(Stored dataset items)
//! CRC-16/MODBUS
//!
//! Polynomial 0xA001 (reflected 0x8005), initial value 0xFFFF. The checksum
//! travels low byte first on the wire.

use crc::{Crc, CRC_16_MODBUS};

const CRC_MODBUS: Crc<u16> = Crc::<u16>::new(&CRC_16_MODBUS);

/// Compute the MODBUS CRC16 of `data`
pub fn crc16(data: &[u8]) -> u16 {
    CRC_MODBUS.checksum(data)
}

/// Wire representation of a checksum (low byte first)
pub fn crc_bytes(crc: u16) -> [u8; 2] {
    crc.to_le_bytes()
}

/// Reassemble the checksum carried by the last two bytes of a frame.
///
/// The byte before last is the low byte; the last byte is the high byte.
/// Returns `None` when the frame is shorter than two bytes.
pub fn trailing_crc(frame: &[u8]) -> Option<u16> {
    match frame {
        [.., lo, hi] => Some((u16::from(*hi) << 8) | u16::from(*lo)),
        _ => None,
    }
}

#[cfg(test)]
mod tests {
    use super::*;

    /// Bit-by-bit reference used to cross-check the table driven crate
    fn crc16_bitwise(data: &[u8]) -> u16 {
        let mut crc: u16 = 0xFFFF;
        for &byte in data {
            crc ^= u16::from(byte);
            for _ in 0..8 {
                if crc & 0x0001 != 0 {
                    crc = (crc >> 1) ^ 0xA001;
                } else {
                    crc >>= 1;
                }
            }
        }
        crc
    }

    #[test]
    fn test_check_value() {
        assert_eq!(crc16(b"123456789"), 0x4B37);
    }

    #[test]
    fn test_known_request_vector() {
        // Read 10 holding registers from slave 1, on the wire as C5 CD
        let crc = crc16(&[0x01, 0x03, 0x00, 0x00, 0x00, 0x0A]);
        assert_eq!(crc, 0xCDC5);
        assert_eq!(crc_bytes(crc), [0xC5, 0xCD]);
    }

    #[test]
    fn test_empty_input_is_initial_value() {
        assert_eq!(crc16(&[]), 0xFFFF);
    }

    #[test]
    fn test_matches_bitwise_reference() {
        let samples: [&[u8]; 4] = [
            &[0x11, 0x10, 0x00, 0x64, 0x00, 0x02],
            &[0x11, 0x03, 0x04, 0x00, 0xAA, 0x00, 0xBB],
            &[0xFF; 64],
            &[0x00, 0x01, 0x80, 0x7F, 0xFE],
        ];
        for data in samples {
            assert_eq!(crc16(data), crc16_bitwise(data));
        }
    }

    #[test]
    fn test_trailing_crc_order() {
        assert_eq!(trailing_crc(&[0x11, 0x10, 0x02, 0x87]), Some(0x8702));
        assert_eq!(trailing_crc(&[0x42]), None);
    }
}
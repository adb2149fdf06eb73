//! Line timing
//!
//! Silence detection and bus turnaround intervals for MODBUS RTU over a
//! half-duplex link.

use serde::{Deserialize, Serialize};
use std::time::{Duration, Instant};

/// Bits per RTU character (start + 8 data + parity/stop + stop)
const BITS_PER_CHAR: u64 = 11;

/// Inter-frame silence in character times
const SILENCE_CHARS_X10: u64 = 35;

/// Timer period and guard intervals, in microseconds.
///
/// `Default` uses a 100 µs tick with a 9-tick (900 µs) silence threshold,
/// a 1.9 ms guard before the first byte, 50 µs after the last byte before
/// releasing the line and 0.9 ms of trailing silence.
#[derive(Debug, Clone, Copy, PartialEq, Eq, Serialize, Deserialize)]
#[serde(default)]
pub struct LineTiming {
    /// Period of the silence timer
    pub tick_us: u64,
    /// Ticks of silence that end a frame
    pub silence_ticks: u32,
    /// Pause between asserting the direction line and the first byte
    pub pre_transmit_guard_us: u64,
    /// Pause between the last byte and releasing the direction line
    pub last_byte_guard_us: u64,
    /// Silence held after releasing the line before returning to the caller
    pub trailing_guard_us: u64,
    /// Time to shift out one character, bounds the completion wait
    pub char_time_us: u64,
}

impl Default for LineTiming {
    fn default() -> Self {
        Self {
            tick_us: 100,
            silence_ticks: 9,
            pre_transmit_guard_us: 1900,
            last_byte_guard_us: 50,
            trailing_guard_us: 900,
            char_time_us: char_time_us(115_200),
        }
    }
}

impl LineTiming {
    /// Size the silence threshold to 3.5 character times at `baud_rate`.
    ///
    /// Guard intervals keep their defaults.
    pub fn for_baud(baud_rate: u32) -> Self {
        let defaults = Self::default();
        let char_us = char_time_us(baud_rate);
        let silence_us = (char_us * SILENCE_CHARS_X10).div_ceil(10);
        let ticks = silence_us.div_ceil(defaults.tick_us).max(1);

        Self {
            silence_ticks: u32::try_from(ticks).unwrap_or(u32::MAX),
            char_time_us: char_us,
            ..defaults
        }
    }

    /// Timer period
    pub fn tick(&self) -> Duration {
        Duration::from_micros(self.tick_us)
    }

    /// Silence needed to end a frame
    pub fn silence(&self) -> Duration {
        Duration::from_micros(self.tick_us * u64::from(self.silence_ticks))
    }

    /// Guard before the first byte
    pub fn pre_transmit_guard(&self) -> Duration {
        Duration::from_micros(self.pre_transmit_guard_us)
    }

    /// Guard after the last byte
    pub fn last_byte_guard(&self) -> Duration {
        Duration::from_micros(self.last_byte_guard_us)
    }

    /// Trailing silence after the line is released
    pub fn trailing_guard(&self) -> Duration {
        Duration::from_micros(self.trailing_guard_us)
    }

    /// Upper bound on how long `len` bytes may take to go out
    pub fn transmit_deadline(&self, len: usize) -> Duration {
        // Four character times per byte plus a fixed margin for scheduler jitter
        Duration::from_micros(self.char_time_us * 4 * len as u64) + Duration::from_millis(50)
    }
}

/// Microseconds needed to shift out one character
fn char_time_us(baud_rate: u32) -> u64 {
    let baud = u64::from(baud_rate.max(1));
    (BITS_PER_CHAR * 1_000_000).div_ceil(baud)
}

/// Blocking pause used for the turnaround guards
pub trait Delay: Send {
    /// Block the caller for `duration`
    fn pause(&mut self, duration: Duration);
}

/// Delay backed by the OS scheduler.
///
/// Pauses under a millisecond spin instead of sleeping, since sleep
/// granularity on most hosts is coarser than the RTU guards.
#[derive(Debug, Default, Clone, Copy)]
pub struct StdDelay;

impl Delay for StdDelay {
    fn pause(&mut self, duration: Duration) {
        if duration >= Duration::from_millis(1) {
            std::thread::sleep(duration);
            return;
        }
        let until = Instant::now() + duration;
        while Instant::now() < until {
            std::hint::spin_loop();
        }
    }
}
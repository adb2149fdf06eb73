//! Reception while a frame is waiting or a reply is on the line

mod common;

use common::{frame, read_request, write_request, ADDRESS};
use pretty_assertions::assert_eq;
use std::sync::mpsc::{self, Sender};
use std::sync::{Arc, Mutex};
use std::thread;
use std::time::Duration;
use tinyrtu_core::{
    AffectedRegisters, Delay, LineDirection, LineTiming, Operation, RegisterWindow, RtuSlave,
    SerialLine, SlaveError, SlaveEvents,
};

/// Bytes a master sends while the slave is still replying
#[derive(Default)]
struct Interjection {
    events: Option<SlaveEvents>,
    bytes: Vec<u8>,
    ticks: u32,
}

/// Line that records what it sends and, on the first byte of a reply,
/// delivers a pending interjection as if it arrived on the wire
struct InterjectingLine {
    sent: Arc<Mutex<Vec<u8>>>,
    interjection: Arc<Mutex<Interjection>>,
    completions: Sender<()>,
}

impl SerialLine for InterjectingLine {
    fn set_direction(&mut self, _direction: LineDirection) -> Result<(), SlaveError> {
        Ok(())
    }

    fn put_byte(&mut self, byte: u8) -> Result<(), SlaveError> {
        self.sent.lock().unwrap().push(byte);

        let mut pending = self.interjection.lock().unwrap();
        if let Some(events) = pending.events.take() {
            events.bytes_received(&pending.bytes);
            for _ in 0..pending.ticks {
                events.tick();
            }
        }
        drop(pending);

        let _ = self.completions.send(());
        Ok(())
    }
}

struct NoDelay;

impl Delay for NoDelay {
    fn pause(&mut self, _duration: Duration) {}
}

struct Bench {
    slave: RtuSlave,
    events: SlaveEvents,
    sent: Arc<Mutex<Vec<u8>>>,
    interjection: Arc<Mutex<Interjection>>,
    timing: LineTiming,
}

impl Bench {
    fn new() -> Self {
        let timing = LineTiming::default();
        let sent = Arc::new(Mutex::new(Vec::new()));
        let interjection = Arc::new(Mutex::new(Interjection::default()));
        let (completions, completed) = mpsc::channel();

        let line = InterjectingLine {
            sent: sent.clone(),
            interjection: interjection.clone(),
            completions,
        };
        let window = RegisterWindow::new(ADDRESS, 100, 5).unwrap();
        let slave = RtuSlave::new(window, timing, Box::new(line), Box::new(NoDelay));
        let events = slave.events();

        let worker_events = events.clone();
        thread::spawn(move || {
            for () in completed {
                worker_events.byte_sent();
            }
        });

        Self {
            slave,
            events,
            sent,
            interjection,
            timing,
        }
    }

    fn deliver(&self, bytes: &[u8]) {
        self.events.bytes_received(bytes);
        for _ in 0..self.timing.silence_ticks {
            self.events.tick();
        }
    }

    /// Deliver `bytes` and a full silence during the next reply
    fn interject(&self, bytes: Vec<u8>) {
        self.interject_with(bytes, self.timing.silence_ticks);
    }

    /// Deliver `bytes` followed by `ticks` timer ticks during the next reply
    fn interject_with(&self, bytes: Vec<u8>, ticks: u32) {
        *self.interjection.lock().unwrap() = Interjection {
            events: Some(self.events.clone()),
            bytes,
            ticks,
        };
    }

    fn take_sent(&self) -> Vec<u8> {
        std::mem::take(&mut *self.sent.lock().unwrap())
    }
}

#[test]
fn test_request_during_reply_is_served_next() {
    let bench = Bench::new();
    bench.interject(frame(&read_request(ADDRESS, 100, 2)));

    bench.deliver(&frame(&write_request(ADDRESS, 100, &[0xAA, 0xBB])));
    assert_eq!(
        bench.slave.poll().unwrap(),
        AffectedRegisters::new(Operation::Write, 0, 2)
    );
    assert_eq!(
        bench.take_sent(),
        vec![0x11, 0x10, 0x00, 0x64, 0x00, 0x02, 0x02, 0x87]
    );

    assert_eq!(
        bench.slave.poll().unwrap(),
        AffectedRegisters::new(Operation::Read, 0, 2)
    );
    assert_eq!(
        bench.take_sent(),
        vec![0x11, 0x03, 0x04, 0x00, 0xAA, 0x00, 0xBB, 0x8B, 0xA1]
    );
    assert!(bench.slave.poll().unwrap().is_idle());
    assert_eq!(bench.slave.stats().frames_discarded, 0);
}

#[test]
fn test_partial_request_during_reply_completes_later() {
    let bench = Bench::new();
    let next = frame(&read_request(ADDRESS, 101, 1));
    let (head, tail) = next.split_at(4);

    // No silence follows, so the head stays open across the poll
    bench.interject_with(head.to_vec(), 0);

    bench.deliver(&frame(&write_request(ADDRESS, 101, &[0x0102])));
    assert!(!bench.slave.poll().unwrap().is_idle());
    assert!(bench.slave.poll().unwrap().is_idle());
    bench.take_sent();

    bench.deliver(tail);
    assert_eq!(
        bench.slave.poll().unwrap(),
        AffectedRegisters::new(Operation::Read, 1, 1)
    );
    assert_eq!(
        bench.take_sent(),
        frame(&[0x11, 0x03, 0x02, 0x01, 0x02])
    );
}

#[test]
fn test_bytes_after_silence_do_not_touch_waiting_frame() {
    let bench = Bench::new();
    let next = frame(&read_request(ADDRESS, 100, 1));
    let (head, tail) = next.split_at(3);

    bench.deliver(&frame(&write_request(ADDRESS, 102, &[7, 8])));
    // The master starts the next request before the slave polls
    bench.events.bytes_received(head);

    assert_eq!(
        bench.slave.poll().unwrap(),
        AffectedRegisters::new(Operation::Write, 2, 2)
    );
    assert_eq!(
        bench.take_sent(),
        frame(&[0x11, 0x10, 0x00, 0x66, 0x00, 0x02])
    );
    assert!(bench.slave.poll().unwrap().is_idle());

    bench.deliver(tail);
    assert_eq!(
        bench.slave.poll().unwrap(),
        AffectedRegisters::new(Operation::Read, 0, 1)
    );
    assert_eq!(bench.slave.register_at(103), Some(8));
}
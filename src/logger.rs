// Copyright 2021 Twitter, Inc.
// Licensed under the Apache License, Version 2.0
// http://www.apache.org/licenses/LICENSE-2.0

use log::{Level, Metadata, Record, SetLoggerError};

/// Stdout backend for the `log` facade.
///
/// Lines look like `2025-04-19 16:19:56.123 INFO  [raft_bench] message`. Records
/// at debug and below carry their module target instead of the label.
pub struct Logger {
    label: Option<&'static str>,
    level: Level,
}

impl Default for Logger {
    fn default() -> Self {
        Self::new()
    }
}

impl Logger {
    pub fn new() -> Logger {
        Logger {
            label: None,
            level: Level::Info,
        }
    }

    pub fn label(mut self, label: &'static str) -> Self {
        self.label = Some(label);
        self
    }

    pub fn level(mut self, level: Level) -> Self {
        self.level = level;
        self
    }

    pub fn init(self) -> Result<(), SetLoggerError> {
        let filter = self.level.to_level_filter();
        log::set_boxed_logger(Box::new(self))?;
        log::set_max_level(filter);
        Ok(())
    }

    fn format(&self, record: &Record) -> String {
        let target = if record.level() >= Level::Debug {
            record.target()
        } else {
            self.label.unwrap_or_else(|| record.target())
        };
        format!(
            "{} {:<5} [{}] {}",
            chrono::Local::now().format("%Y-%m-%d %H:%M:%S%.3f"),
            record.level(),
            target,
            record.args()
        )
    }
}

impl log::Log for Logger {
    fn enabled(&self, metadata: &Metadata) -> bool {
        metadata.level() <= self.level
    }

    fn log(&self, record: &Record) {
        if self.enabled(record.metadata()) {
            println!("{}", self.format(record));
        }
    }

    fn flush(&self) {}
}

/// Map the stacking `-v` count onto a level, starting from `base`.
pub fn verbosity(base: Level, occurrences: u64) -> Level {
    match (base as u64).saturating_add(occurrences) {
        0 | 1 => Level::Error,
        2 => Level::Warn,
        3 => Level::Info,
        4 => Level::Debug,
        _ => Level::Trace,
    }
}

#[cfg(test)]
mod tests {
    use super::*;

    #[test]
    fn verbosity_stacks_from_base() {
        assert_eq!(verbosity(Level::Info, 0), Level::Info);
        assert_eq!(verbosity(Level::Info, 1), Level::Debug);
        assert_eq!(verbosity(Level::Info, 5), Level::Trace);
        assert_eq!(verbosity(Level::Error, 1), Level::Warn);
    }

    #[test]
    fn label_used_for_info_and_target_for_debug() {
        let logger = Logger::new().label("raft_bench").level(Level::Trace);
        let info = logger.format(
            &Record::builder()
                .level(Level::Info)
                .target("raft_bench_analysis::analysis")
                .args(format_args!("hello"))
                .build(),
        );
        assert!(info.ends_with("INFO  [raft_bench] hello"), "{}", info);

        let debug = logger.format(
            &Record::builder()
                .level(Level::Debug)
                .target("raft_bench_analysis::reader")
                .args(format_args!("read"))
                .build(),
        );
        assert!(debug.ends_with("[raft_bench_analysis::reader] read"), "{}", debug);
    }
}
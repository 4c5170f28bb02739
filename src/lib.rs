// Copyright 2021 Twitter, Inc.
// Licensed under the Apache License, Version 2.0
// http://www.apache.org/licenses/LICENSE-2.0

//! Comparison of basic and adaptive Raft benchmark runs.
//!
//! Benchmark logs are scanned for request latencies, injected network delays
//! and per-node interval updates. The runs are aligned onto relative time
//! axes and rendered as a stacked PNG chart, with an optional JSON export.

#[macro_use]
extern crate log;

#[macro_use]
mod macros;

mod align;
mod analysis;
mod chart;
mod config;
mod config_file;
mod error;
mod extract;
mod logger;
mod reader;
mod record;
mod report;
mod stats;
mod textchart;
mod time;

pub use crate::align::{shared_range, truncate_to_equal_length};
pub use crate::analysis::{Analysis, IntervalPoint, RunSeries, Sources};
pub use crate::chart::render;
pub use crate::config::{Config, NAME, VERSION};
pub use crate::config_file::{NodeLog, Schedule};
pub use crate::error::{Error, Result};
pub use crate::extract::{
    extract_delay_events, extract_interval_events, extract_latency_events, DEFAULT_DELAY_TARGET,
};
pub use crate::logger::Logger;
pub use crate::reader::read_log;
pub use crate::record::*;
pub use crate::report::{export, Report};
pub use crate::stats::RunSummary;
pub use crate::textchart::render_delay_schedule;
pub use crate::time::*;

= YOUR GOAL =
When a line in the records holds the string "NoDelay", copy that line.

= ANSWER =
struct NoDelay;
impl Delay for NoDelay {
        let slave = RtuSlave::new(window, timing, Box::new(line), Box::new(NoDelay));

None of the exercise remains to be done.